## ABOUT THIS TASK
Within the records below, find each line that holds the string "bool", then copy it.

########################################

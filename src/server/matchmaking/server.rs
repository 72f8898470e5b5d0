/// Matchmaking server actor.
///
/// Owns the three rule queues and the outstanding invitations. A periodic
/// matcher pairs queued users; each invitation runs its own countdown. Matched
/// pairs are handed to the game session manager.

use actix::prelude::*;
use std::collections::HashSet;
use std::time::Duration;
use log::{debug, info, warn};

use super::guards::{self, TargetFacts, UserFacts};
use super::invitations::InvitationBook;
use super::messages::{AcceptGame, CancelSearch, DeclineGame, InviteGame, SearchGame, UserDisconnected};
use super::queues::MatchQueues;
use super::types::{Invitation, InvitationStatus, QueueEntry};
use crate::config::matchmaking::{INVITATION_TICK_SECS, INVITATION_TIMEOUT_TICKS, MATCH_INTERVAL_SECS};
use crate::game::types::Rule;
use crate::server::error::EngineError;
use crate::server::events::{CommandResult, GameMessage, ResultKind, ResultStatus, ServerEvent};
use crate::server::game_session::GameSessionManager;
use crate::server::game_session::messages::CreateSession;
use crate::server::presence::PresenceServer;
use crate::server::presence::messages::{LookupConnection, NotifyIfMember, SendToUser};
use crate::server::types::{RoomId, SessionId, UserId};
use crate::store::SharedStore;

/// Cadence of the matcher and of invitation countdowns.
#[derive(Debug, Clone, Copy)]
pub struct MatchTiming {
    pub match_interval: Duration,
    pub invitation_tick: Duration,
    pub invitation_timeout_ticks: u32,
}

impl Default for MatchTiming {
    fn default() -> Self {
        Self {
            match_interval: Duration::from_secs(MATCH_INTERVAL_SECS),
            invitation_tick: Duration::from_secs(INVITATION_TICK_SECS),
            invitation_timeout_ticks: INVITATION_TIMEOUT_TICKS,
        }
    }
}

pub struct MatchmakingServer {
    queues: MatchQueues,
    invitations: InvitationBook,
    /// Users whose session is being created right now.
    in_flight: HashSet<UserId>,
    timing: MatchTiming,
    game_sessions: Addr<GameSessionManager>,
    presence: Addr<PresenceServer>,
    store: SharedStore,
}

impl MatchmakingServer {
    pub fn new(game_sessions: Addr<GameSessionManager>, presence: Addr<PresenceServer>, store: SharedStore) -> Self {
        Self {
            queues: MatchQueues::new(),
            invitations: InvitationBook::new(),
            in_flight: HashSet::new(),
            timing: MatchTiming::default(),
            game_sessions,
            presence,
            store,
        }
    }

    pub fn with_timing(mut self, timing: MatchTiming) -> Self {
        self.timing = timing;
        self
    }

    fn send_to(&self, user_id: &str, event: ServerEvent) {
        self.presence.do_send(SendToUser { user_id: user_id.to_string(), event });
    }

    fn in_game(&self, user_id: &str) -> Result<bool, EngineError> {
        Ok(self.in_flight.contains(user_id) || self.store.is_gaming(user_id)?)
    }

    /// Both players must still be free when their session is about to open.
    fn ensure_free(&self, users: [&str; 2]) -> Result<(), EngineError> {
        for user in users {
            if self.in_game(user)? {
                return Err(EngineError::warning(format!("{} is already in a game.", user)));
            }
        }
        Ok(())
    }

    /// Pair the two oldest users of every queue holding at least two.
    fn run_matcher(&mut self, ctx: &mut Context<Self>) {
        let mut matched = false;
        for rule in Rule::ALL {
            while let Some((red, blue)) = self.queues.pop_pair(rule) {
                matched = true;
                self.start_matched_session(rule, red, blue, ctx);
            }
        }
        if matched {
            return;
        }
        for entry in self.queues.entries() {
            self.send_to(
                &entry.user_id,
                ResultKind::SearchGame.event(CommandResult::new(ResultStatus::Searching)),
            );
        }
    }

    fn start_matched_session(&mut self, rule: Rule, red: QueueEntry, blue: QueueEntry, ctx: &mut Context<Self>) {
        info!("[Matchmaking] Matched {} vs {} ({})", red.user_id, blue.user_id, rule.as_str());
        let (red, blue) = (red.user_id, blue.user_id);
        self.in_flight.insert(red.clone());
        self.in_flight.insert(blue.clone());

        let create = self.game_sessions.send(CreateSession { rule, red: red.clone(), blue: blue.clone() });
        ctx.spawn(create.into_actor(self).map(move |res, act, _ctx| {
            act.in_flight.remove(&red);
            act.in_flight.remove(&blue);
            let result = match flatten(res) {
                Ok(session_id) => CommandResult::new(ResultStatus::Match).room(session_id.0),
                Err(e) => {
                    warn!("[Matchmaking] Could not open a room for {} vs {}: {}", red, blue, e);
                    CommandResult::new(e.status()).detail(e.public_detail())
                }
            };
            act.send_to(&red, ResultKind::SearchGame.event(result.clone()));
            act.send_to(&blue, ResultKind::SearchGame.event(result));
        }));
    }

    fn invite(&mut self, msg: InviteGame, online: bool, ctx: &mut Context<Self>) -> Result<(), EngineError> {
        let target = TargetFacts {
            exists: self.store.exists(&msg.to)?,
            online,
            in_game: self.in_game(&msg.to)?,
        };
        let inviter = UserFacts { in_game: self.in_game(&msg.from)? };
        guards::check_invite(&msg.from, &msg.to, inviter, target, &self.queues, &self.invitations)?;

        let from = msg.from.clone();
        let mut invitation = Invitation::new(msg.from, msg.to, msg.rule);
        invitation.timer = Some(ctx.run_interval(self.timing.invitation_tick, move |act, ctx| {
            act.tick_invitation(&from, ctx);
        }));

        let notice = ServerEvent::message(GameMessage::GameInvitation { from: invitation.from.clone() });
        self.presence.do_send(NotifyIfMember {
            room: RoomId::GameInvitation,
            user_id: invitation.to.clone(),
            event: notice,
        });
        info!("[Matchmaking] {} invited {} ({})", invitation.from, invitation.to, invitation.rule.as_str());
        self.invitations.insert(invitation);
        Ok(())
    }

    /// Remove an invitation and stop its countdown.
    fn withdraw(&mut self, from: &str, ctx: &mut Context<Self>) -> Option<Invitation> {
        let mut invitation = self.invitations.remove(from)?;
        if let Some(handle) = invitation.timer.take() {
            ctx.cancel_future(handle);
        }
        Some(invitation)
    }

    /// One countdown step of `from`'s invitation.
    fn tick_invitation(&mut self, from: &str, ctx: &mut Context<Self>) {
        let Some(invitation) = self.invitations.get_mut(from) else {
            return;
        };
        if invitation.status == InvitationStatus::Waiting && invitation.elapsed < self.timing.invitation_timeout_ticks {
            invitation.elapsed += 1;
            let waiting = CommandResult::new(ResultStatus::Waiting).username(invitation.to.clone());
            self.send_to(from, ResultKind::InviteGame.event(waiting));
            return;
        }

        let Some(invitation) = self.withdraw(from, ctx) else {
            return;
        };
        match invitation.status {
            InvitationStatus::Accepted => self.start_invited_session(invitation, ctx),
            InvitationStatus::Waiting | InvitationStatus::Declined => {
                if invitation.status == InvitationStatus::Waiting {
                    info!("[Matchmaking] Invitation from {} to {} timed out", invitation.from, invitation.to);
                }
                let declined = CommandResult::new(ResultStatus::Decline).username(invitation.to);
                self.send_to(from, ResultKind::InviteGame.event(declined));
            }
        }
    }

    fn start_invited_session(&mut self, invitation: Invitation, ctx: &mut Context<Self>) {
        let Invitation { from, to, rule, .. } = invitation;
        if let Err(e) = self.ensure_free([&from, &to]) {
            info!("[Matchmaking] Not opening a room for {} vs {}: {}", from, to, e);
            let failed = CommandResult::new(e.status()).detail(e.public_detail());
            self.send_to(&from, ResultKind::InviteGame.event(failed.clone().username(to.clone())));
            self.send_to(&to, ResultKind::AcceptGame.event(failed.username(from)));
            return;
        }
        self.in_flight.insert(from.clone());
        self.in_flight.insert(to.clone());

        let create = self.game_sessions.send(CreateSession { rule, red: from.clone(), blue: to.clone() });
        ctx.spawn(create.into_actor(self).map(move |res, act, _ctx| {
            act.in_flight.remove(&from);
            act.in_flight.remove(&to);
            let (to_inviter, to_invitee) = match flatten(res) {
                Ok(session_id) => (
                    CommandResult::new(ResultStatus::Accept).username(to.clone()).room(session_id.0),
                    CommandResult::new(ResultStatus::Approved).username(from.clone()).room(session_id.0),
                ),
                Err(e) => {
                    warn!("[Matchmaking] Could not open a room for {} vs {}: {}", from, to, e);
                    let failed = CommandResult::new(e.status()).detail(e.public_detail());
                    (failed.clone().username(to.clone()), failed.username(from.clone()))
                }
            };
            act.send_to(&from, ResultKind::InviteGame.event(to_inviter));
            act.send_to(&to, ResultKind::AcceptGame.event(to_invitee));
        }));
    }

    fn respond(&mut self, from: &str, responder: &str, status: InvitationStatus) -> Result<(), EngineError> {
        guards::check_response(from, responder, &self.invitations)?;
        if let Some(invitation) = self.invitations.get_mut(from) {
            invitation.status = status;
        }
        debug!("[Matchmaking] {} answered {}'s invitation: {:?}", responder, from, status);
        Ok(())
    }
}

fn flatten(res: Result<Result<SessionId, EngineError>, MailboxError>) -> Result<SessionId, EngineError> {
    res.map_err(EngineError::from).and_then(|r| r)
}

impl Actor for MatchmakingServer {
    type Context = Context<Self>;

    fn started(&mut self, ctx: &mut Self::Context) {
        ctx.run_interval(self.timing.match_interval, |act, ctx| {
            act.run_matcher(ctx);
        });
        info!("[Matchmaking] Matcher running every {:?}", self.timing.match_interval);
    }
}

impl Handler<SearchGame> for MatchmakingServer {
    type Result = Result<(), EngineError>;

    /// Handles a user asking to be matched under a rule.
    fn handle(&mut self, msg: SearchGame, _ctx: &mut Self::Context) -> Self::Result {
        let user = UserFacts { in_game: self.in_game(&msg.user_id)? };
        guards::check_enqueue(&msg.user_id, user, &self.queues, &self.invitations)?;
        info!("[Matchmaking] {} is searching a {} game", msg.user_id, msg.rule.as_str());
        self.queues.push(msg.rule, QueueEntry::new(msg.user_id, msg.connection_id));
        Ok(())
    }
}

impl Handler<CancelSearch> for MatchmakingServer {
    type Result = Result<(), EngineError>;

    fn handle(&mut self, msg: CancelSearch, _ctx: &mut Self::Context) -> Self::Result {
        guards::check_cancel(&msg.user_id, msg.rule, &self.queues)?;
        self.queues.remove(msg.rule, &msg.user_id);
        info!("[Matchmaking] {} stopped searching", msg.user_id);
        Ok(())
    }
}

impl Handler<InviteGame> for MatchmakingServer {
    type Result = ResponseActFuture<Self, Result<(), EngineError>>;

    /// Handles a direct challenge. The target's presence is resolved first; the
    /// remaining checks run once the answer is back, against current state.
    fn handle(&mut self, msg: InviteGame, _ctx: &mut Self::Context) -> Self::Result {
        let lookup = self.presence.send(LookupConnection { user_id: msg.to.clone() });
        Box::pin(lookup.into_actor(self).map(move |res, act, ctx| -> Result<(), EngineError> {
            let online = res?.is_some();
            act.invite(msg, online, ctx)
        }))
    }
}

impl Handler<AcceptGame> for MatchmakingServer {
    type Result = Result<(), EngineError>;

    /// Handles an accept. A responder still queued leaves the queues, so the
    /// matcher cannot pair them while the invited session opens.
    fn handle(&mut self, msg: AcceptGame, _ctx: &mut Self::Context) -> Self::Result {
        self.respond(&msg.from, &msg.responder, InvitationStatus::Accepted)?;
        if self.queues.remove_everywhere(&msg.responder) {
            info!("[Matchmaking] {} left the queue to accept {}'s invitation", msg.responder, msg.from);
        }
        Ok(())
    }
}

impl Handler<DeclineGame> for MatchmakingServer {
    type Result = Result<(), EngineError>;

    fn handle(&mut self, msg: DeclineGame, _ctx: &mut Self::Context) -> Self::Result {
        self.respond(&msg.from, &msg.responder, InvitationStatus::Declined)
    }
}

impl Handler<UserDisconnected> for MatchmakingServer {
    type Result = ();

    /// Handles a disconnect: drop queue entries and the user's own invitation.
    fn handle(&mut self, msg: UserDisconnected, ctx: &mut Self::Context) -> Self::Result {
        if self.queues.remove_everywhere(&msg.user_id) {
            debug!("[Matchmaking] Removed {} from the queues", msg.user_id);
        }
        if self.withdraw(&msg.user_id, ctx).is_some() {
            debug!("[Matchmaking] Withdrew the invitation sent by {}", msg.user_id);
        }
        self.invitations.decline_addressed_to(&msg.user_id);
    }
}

########################################

## REPLY TO THE TASK
    fn in_game(&self, user_id: &str) -> Result<bool, EngineError> {
    fn invite(&mut self, msg: InviteGame, online: bool, ctx: &mut Context<Self>) -> Result<(), EngineError> {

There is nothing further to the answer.